### Raw data

//! Vista CLI - Headless driver for the player component
//!
//! Features:
//! - Scripted playback scenarios against the simulated engine
//! - Configuration printing and validation
//! - Source inspection

use clap::{Parser, Subcommand};
use std::path::PathBuf;
use tracing_subscriber::EnvFilter;

mod commands;
mod output;

use output::OutputFormat;

/// Vista CLI - Player component toolkit
#[derive(Parser)]
#[command(name = "vista")]
#[command(author = "Vista Contributors")]
#[command(version)]
#[command(about = "Drive and inspect the Vista player component", long_about = None)]
struct Cli {
    /// Enable verbose output
    #[arg(short, long)]
    verbose: bool,

    /// Output format (text, json)
    #[arg(short, long, default_value = "text")]
    format: String,

    #[command(subcommand)]
    command: Commands,
}

#[derive(Subcommand)]
enum Commands {
    /// Play a scripted session on a virtual clock
    Simulate {
        /// Source locator (URL or file:// path)
        locator: String,

        /// Display name of the resource
        #[arg(short, long, default_value = "Camera")]
        name: String,

        /// Preview image URL (defaults to the locator)
        #[arg(long)]
        preview: Option<String>,

        /// Media length in seconds
        #[arg(short, long, default_value = "10")]
        duration: f64,

        /// Seek issued before the source is ready
        #[arg(short, long)]
        seek_to: Option<f64>,

        /// Seconds until the engine reports ready
        #[arg(long, default_value = "0.5")]
        load_latency: f64,

        /// Run the buffer dry at this time
        #[arg(long)]
        stall_at: Option<f64>,

        /// How long the stall lasts
        #[arg(long, default_value = "2")]
        stall_for: f64,

        /// Fail the item at this time
        #[arg(long)]
        fail_at: Option<f64>,

        /// Screen configuration JSON
        #[arg(short, long)]
        config: Option<PathBuf>,
    },

    /// Print the default configuration or validate a file
    Config {
        /// Configuration JSON to validate
        path: Option<PathBuf>,
    },

    /// Show how a locator would be opened
    Inspect {
        /// Source locator
        locator: String,
    },
}

#[tokio::main]
async fn main() -> anyhow::Result<()> {
    let cli = Cli::parse();

    // Initialize tracing
    let level = if cli.verbose { "debug" } else { "info" };
    tracing_subscriber::fmt()
        .with_env_filter(
            EnvFilter::try_from_default_env().unwrap_or_else(|_| EnvFilter::new(level)),
        )
        .with_writer(std::io::stderr)
        .init();
    vista_core::init();

    let format = OutputFormat::from(cli.format.as_str());

    match cli.command {
        Commands::Simulate {
            locator,
            name,
            preview,
            duration,
            seek_to,
            load_latency,
            stall_at,
            stall_for,
            fail_at,
            config,
        } => {
            let scenario = commands::Scenario {
                locator,
                name,
                preview,
                duration,
                seek_to,
                load_latency,
                stall_at,
                stall_for,
                fail_at,
                config,
            };
            commands::simulate(&scenario, format)?;
        }
        Commands::Config { path } => {
            commands::config(path, format)?;
        }
        Commands::Inspect { locator } => {
            commands::inspect(&locator, format)?;
        }
    }

    Ok(())
}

### Description of the task
Write the entries out once more, exactly as they were given.

### Answer for this exercise
//! Vista CLI - Headless driver for the player component
//!
//! Features:
//! - Scripted playback scenarios against the simulated engine
//! - Configuration printing and validation
//! - Source inspection

use clap::{Parser, Subcommand};
use std::path::PathBuf;
use tracing_subscriber::EnvFilter;

mod commands;
mod output;

use output::OutputFormat;

/// Vista CLI - Player component toolkit
#[derive(Parser)]
#[command(name = "vista")]
#[command(author = "Vista Contributors")]
#[command(version)]
#[command(about = "Drive and inspect the Vista player component", long_about = None)]
struct Cli {
    /// Enable verbose output
    #[arg(short, long)]
    verbose: bool,

    /// Output format (text, json)
    #[arg(short, long, default_value = "text")]
    format: String,

    #[command(subcommand)]
    command: Commands,
}

#[derive(Subcommand)]
enum Commands {
    /// Play a scripted session on a virtual clock
    Simulate {
        /// Source locator (URL or file:// path)
        locator: String,

        /// Display name of the resource
        #[arg(short, long, default_value = "Camera")]
        name: String,

        /// Preview image URL (defaults to the locator)
        #[arg(long)]
        preview: Option<String>,

        /// Media length in seconds
        #[arg(short, long, default_value = "10")]
        duration: f64,

        /// Seek issued before the source is ready
        #[arg(short, long)]
        seek_to: Option<f64>,

        /// Seconds until the engine reports ready
        #[arg(long, default_value = "0.5")]
        load_latency: f64,

        /// Run the buffer dry at this time
        #[arg(long)]
        stall_at: Option<f64>,

        /// How long the stall lasts
        #[arg(long, default_value = "2")]
        stall_for: f64,

        /// Fail the item at this time
        #[arg(long)]
        fail_at: Option<f64>,

        /// Screen configuration JSON
        #[arg(short, long)]
        config: Option<PathBuf>,
    },

    /// Print the default configuration or validate a file
    Config {
        /// Configuration JSON to validate
        path: Option<PathBuf>,
    },

    /// Show how a locator would be opened
    Inspect {
        /// Source locator
        locator: String,
    },
}

#[tokio::main]
async fn main() -> anyhow::Result<()> {
    let cli = Cli::parse();

    // Initialize tracing
    let level = if cli.verbose { "debug" } else { "info" };
    tracing_subscriber::fmt()
        .with_env_filter(
            EnvFilter::try_from_default_env().unwrap_or_else(|_| EnvFilter::new(level)),
        )
        .with_writer(std::io::stderr)
        .init();
    vista_core::init();

    let format = OutputFormat::from(cli.format.as_str());

    match cli.command {
        Commands::Simulate {
            locator,
            name,
            preview,
            duration,
            seek_to,
            load_latency,
            stall_at,
            stall_for,
            fail_at,
            config,
        } => {
            let scenario = commands::Scenario {
                locator,
                name,
                preview,
                duration,
                seek_to,
                load_latency,
                stall_at,
                stall_for,
                fail_at,
                config,
            };
            commands::simulate(&scenario, format)?;
        }
        Commands::Config { path } => {
            commands::config(path, format)?;
        }
        Commands::Inspect { locator } => {
            commands::inspect(&locator, format)?;
        }
    }

    Ok(())
}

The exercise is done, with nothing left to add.